### What is expected
Every line of the listing that follows must be written out unchanged.

### Input records

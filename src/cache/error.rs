//! Error taxonomy for the remote collection caches.

use std::sync::Arc;

use color_eyre::Report;
use thiserror::Error;

/// Errors surfaced by cache operations.
///
/// An unknown key is not an error: lookups report it as `None`.
#[derive(Debug, Clone, Error)]
pub enum CacheError {
  /// The fetcher failed (network, deserialization or server error).
  ///
  /// The report is shared so that every caller waiting on the same load
  /// receives the same failure. Failures are never memoized.
  #[error("failed to load remote collection: {0:#}")]
  Fetch(Arc<Report>),
  /// A singleton lookup was given an unset key.
  #[error("invalid key: {0}")]
  InvalidKey(String),
}

impl CacheError {
  pub(crate) fn fetch(report: Report) -> Self {
    Self::Fetch(Arc::new(report))
  }

  /// The underlying fetch failure, if this is one.
  pub fn fetch_report(&self) -> Option<&Report> {
    match self {
      Self::Fetch(report) => Some(report.as_ref()),
      Self::InvalidKey(_) => None,
    }
  }
}
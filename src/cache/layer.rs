//! Remote collection cache: one fetch, then keyed and bulk lookups.

use std::future::Future;
use std::sync::{Arc, OnceLock};

use color_eyre::Result;
use tracing::debug;

use super::error::CacheError;
use super::flight::{LoadOnce, LoadStatus};
use super::index::Index;
use super::partial::{is_partial_match, is_wildcard, PartialKey};
use super::traits::{ExactMatch, IgnoreCase, KeyComparer, LookupKey};

type KeyFn<K, T> = Box<dyn Fn(&T) -> K + Send + Sync>;

/// Cache over a collection that the remote service returns in one piece.
///
/// Loading happens in two lazy stages, each run at most once successfully:
/// the fetcher produces the collection, then the collection is indexed by
/// the key extractor. Both stages are shared by every caller; the data is
/// assumed immutable for the lifetime of the cache, so there is no expiry.
pub struct RemoteCollection<K, T, C = ExactMatch> {
  name: &'static str,
  collection: LoadOnce<Vec<Option<T>>>,
  index: OnceLock<Arc<Index<K, T>>>,
  key_of: KeyFn<K, T>,
  comparer: C,
}

/// Collection keyed by a string ID, compared case-insensitively.
pub type StringKeyed<T> = RemoteCollection<String, T, IgnoreCase>;

impl<K, T, C> RemoteCollection<K, T, C>
where
  K: LookupKey,
  T: Clone + Send + Sync + 'static,
  C: KeyComparer<K>,
{
  /// Create a cache using the comparer's default configuration.
  ///
  /// The fetcher may yield plain items or `Option`s; `None` entries model
  /// gaps in the server payload and are never indexed.
  pub fn new<F, Fut, I, E>(name: &'static str, fetcher: F, key_of: E) -> Self
  where
    C: Default,
    F: Fn() -> Fut + Send + Sync + 'static,
    Fut: Future<Output = Result<I>> + Send + 'static,
    I: IntoIterator + Send + 'static,
    I::Item: Into<Option<T>>,
    E: Fn(&T) -> K + Send + Sync + 'static,
  {
    Self::with_comparer(name, fetcher, key_of, C::default())
  }

  pub fn with_comparer<F, Fut, I, E>(name: &'static str, fetcher: F, key_of: E, comparer: C) -> Self
  where
    F: Fn() -> Fut + Send + Sync + 'static,
    Fut: Future<Output = Result<I>> + Send + 'static,
    I: IntoIterator + Send + 'static,
    I::Item: Into<Option<T>>,
    E: Fn(&T) -> K + Send + Sync + 'static,
  {
    let collection = LoadOnce::new(name, move || {
      let fetch = fetcher();
      async move {
        let items: Vec<Option<T>> = fetch.await?.into_iter().map(Into::into).collect();
        debug!(resource = name, items = items.len(), "fetched collection");
        Ok(items)
      }
    });

    Self {
      name,
      collection,
      index: OnceLock::new(),
      key_of: Box::new(key_of),
      comparer,
    }
  }

  /// Load state of the underlying collection.
  pub fn status(&self) -> LoadStatus {
    self.collection.status()
  }

  /// The full collection in the order the service returned it.
  pub async fn underlying_collection(&self) -> Result<Arc<Vec<Option<T>>>, CacheError> {
    self.collection.get().await
  }

  async fn index(&self) -> Result<Arc<Index<K, T>>, CacheError> {
    let collection = self.collection.get().await?;
    let index = self.index.get_or_init(|| {
      let index = Index::build(collection, &*self.key_of, &self.comparer);
      debug!(
        resource = self.name,
        items = index.len(),
        keys = index.key_count(),
        "built index"
      );
      Arc::new(index)
    });
    Ok(Arc::clone(index))
  }

  /// Get items by key, or every item when `keys` is `None`.
  ///
  /// With keys, the result lines up with the input: one entry per key, `None`
  /// where the key is unknown. Without keys, the whole collection is returned
  /// in order, including any missing entries.
  pub async fn get_items(&self, keys: Option<&[K]>) -> Result<Vec<Option<T>>, CacheError> {
    let index = self.index().await?;
    let items = match keys {
      None => index.items().to_vec(),
      Some(keys) => keys
        .iter()
        .map(|key| index.get(&self.comparer.canonicalize(key)).cloned())
        .collect(),
    };
    Ok(items)
  }

  /// Get a single item by key; `None` if no item has that key.
  pub async fn get_item(&self, key: &K) -> Result<Option<T>, CacheError> {
    if key.is_unset() {
      return Err(CacheError::InvalidKey(format!(
        "{} lookup requires a key",
        self.name
      )));
    }

    let index = self.index().await?;
    Ok(index.get(&self.comparer.canonicalize(key)).cloned())
  }

  /// All keys present in the index, in order of first appearance.
  pub async fn get_all_keys(&self) -> Result<Vec<K>, CacheError> {
    let index = self.index().await?;
    Ok(index.keys().cloned().collect())
  }
}

impl<K, T, C> RemoteCollection<K, T, C>
where
  K: LookupKey + PartialKey,
  T: Clone + Send + Sync + 'static,
  C: KeyComparer<K>,
{
  /// Get every item whose key partially matches `filter`.
  ///
  /// A filter with no fields set returns the whole collection, exactly like
  /// `get_items(None)`, so missing entries come back as `None` in place.
  /// Otherwise only indexed items are considered: the result holds no
  /// `None`s and follows key order. No match gives an empty result rather
  /// than an error. Keys and filter are compared in canonical form, the
  /// same way `get_item` compares them.
  pub async fn get_matching(&self, filter: &K) -> Result<Vec<Option<T>>, CacheError> {
    if is_wildcard(filter) {
      return self.get_items(None).await;
    }

    let filter = self.comparer.canonicalize(filter);
    let index = self.index().await?;
    let matching: Vec<Option<T>> = index
      .entries()
      .filter(|(key, _)| is_partial_match(&self.comparer.canonicalize(*key), &filter))
      .map(|(_, item)| Some(item.clone()))
      .collect();

    debug!(
      resource = self.name,
      matched = matching.len(),
      "partial key match"
    );
    Ok(matching)
  }
}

### Result
filename src/cache/error.rs
//! Error taxonomy for the remote collection caches.

use std::sync::Arc;

use color_eyre::Report;
use thiserror::Error;

/// Errors surfaced by cache operations.
///
/// An unknown key is not an error: lookups report it as `None`.
#[derive(Debug, Clone, Error)]
pub enum CacheError {
  /// The fetcher failed (network, deserialization or server error).
  ///
  /// The report is shared so that every caller waiting on the same load
  /// receives the same failure. Failures are never memoized.
  #[error("failed to load remote collection: {0:#}")]
  Fetch(Arc<Report>),
  /// A singleton lookup was given an unset key.
  #[error("invalid key: {0}")]
  InvalidKey(String),
}

impl CacheError {
  pub(crate) fn fetch(report: Report) -> Self {
    Self::Fetch(Arc::new(report))
  }

  /// The underlying fetch failure, if this is one.
  pub fn fetch_report(&self) -> Option<&Report> {
    match self {
      Self::Fetch(report) => Some(report.as_ref()),
      Self::InvalidKey(_) => None,
    }
  }
}
filename src/cache/layer.rs
//! Remote collection cache: one fetch, then keyed and bulk lookups.

use std::future::Future;
use std::sync::{Arc, OnceLock};

use color_eyre::Result;
use tracing::debug;

use super::error::CacheError;
use super::flight::{LoadOnce, LoadStatus};
use super::index::Index;
use super::partial::{is_partial_match, is_wildcard, PartialKey};
use super::traits::{ExactMatch, IgnoreCase, KeyComparer, LookupKey};

type KeyFn<K, T> = Box<dyn Fn(&T) -> K + Send + Sync>;

/// Cache over a collection that the remote service returns in one piece.
///
/// Loading happens in two lazy stages, each run at most once successfully:
/// the fetcher produces the collection, then the collection is indexed by
/// the key extractor. Both stages are shared by every caller; the data is
/// assumed immutable for the lifetime of the cache, so there is no expiry.
pub struct RemoteCollection<K, T, C = ExactMatch> {
  name: &'static str,
  collection: LoadOnce<Vec<Option<T>>>,
  index: OnceLock<Arc<Index<K, T>>>,
  key_of: KeyFn<K, T>,
  comparer: C,
}

/// Collection keyed by a string ID, compared case-insensitively.
pub type StringKeyed<T> = RemoteCollection<String, T, IgnoreCase>;

impl<K, T, C> RemoteCollection<K, T, C>
where
  K: LookupKey,
  T: Clone + Send + Sync + 'static,
  C: KeyComparer<K>,
{
  /// Create a cache using the comparer's default configuration.
  ///
  /// The fetcher may yield plain items or `Option`s; `None` entries model
  /// gaps in the server payload and are never indexed.
  pub fn new<F, Fut, I, E>(name: &'static str, fetcher: F, key_of: E) -> Self
  where
    C: Default,
    F: Fn() -> Fut + Send + Sync + 'static,
    Fut: Future<Output = Result<I>> + Send + 'static,
    I: IntoIterator + Send + 'static,
    I::Item: Into<Option<T>>,
    E: Fn(&T) -> K + Send + Sync + 'static,
  {
    Self::with_comparer(name, fetcher, key_of, C::default())
  }

  pub fn with_comparer<F, Fut, I, E>(name: &'static str, fetcher: F, key_of: E, comparer: C) -> Self
  where
    F: Fn() -> Fut + Send + Sync + 'static,
    Fut: Future<Output = Result<I>> + Send + 'static,
    I: IntoIterator + Send + 'static,
    I::Item: Into<Option<T>>,
    E: Fn(&T) -> K + Send + Sync + 'static,
  {
    let collection = LoadOnce::new(name, move || {
      let fetch = fetcher();
      async move {
        let items: Vec<Option<T>> = fetch.await?.into_iter().map(Into::into).collect();
        debug!(resource = name, items = items.len(), "fetched collection");
        Ok(items)
      }
    });

    Self {
      name,
      collection,
      index: OnceLock::new(),
      key_of: Box::new(key_of),
      comparer,
    }
  }

  /// Load state of the underlying collection.
  pub fn status(&self) -> LoadStatus {
    self.collection.status()
  }

  /// The full collection in the order the service returned it.
  pub async fn underlying_collection(&self) -> Result<Arc<Vec<Option<T>>>, CacheError> {
    self.collection.get().await
  }

  async fn index(&self) -> Result<Arc<Index<K, T>>, CacheError> {
    let collection = self.collection.get().await?;
    let index = self.index.get_or_init(|| {
      let index = Index::build(collection, &*self.key_of, &self.comparer);
      debug!(
        resource = self.name,
        items = index.len(),
        keys = index.key_count(),
        "built index"
      );
      Arc::new(index)
    });
    Ok(Arc::clone(index))
  }

  /// Get items by key, or every item when `keys` is `None`.
  ///
  /// With keys, the result lines up with the input: one entry per key, `None`
  /// where the key is unknown. Without keys, the whole collection is returned
  /// in order, including any missing entries.
  pub async fn get_items(&self, keys: Option<&[K]>) -> Result<Vec<Option<T>>, CacheError> {
    let index = self.index().await?;
    let items = match keys {
      None => index.items().to_vec(),
      Some(keys) => keys
        .iter()
        .map(|key| index.get(&self.comparer.canonicalize(key)).cloned())
        .collect(),
    };
    Ok(items)
  }

  /// Get a single item by key; `None` if no item has that key.
  pub async fn get_item(&self, key: &K) -> Result<Option<T>, CacheError> {
    if key.is_unset() {
      return Err(CacheError::InvalidKey(format!(
        "{} lookup requires a key",
        self.name
      )));
    }

    let index = self.index().await?;
    Ok(index.get(&self.comparer.canonicalize(key)).cloned())
  }

  /// All keys present in the index, in order of first appearance.
  pub async fn get_all_keys(&self) -> Result<Vec<K>, CacheError> {
    let index = self.index().await?;
    Ok(index.keys().cloned().collect())
  }
}

impl<K, T, C> RemoteCollection<K, T, C>
where
  K: LookupKey + PartialKey,
  T: Clone + Send + Sync + 'static,
  C: KeyComparer<K>,
{
  /// Get every item whose key partially matches `filter`.
  ///
  /// A filter with no fields set returns the whole collection, exactly like
  /// `get_items(None)`, so missing entries come back as `None` in place.
  /// Otherwise only indexed items are considered: the result holds no
  /// `None`s and follows key order. No match gives an empty result rather
  /// than an error. Keys and filter are compared in canonical form, the
  /// same way `get_item` compares them.
  pub async fn get_matching(&self, filter: &K) -> Result<Vec<Option<T>>, CacheError> {
    if is_wildcard(filter) {
      return self.get_items(None).await;
    }

    let filter = self.comparer.canonicalize(filter);
    let index = self.index().await?;
    let matching: Vec<Option<T>> = index
      .entries()
      .filter(|(key, _)| is_partial_match(&self.comparer.canonicalize(*key), &filter))
      .map(|(_, item)| Some(item.clone()))
      .collect();

    debug!(
      resource = self.name,
      matched = matching.len(),
      "partial key match"
    );
    Ok(matching)
  }
}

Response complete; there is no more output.